For all the moments that I’m left with this quiet/loud mind of mine…..I ponder at times, if I will go insane. And if so, how long will it take.

Food for thought, for the “worried” mind.

Alan Watts, “The Mind“:

“What is a mind in the grip of vicious circles? Well, one of the most obvious instances that we all know, is the phenomena of worry.

Example:

The doctor tell you that you have to have an operation. And that has been set up so automatically everybody worries about it. But since worrying takes away your appetite and your sleep, It’s not good for you. But you can’t stop worrying and therefor you get additionally worried that you are worrying. And then furthermore, because that is quite obscured, and you’re mad at yourself because you do it, you are worried because you worry, because you worry. That is a vicious circle.

So now, can you allow your mind to be quiet? Isn’t it difficult… because the mind seems to be like a monkey. Jumping up and down and jabbering all the time. Once you’ve learned to think, you can’t stop. And an enormous number of people, devote their lives to keeping their minds busy and feel extremely uncomfortable with silence.

When you’re alone, nobody is saying anything and there’s nothing to do……there’s worry. This lack of distraction. I’m left alone with myself and I want to get away from myself. I’m always wanting to get away from myself. That’s why I go to the movies, that’s why I read mystery stories, that’s why I go after girls, or anything that you do. You get drunk or whatever…..

I don’t want to be with myself.

I feel……queer.

So well, why do you wanna run away from yourself? What’s so bad about it? Why do you want to forget this? Why do you want to become this way?

Because you are addicted to thoughts. This is a drug. A very dangerous one. Compulsive thinking going on and on and on and on… all.. the.. time. It’s a habit.

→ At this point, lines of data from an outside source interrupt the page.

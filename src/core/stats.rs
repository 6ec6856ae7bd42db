// src/core/stats.rs
//
// Thin guards around statrs: empty samples yield None instead of NaN,
// so absent budgets stay absent through every aggregation step.

use statrs::statistics::{Data, OrderStatistics, Statistics};

pub fn mean(xs: &[f64]) -> Option<f64> {
    if xs.is_empty() { return None; }
    Some(Statistics::mean(xs.iter()))
}

/// Sample median (average of the two middle values for even counts).
pub fn median(xs: &[f64]) -> Option<f64> {
    if xs.is_empty() { return None; }
    let mut data = Data::new(xs.to_vec());
    Some(data.median())
}

pub fn min(xs: &[f64]) -> Option<f64> {
    if xs.is_empty() { return None; }
    Some(Statistics::min(xs.iter()))
}

pub fn max(xs: &[f64]) -> Option<f64> {
    if xs.is_empty() { return None; }
    Some(Statistics::max(xs.iter()))
}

So, there’s a difficulty about stopping that activity. And you really have to stop it, if you want to be sane. Because, If I talk all the time, I don’t hear what anyone else has to say. Then I’ll end up in the situation that I have nothing to talk about, but my own talking.

So in exactly the same way….if I think all the time, I won’t have anything to think about, except thoughts. So in order to have something to think about, there are times when you simply must stop thinking.

Well…..how do you do that…?

The first rule is, don’t try to. Because if you do, you will be like someone trying to make rough waters smooth with a flat iron. And all that will do is stir it up.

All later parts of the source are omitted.